#### [Your task]
Wherever "clippy" occurs in the entries, copy the line that holds it.

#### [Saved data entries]
__________________________________________________

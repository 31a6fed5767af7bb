#![warn(clippy::pedantic)]
#![warn(clippy::cargo)]
#![deny(warnings)]
#![allow(clippy::multiple_crate_versions)]

/// Version of the authflow library
pub const VERSION: &str = env!("CARGO_PKG_VERSION");

pub mod coordinator;
pub mod error;
pub mod flows;
pub mod models;
pub mod providers;
pub mod resilience;
pub mod runtime;
pub mod session;
pub mod settings;
pub mod utils;

#[cfg(any(test, feature = "testing"))]
pub mod testing;

/// Re-export commonly used items
pub use coordinator::{AuthCoordinator, AuthCoordinatorBuilder, LoginOutcome};
pub use error::{AuthError, ErrorKind};
pub use models::{AuthResult, AuthenticatedIdentity, LoginOptions, Platform};
pub use session::SessionHandle;
pub use settings::AuthflowSettings;
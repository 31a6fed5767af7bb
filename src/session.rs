//! Single-writer session state
//!
//! The coordinator is the only logical writer; provider flows never touch this
//! directly, they return results to the coordinator. All mutation goes through
//! named operations so the container's invariants live in one place.

use crate::error::AuthError;
use crate::models::{AuthenticatedIdentity, Platform};
use std::collections::BTreeSet;
use std::sync::{Arc, Mutex};

/// Reactive login progress snapshot for the UI layer
#[derive(Debug, Clone, Default)]
pub struct LoginState {
    pub is_loading: bool,
    pub platform: Option<Platform>,
    pub error: Option<AuthError>,
}

#[derive(Debug, Default)]
struct SessionState {
    current_user: Option<AuthenticatedIdentity>,
    authenticated_platforms: BTreeSet<Platform>,
    login_state: LoginState,
}

/// Shared handle to the session container
///
/// Clearing the current user deliberately does NOT deauthenticate other
/// platforms; platforms are removed individually by logout.
#[derive(Clone, Default)]
pub struct SessionHandle {
    inner: Arc<Mutex<SessionState>>,
}

impl SessionHandle {
    #[must_use]
    pub fn new() -> Self {
        Self::default()
    }

    fn lock(&self) -> std::sync::MutexGuard<'_, SessionState> {
        self.inner.lock().expect("session state poisoned")
    }

    /// Commit a completed login: the identity becomes the current user and its
    /// platform is marked authenticated; loading state is cleared.
    pub fn set_user(&self, user: AuthenticatedIdentity) {
        let mut state = self.lock();
        state.authenticated_platforms.insert(user.platform);
        state.current_user = Some(user);
        state.login_state = LoginState::default();
    }

    /// Clear only the current user; authenticated platforms are untouched
    pub fn clear_user(&self) {
        self.lock().current_user = None;
    }

    pub fn mark_authenticated(&self, platform: Platform) {
        self.lock().authenticated_platforms.insert(platform);
    }

    /// Remove one platform; if it was the current user's, the current user is
    /// cleared as well.
    pub fn remove_platform(&self, platform: Platform) {
        let mut state = self.lock();
        state.authenticated_platforms.remove(&platform);
        if state.current_user.as_ref().is_some_and(|u| u.platform == platform) {
            state.current_user = None;
        }
    }

    /// Full logout: clears the user, every platform, and loading state
    pub fn clear_all(&self) {
        let mut state = self.lock();
        state.current_user = None;
        state.authenticated_platforms.clear();
        state.login_state = LoginState::default();
    }

    pub fn begin_login(&self, platform: Platform) {
        self.lock().login_state = LoginState {
            is_loading: true,
            platform: Some(platform),
            error: None,
        };
    }

    pub fn fail_login(&self, error: AuthError) {
        self.lock().login_state = LoginState {
            is_loading: false,
            platform: Some(error.platform),
            error: Some(error),
        };
    }

    #[must_use]
    pub fn current_user(&self) -> Option<AuthenticatedIdentity> {
        self.lock().current_user.clone()
    }

    #[must_use]
    pub fn is_authenticated(&self, platform: Platform) -> bool {
        self.lock().authenticated_platforms.contains(&platform)
    }

    #[must_use]
    pub fn authenticated_platforms(&self) -> Vec<Platform> {
        self.lock().authenticated_platforms.iter().copied().collect()
    }

    #[must_use]
    pub fn login_state(&self) -> LoginState {
        self.lock().login_state.clone()
    }
}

__________________________________________________

#### [Exercise response]
#![warn(clippy::pedantic)]
#![warn(clippy::cargo)]
#![allow(clippy::multiple_crate_versions)]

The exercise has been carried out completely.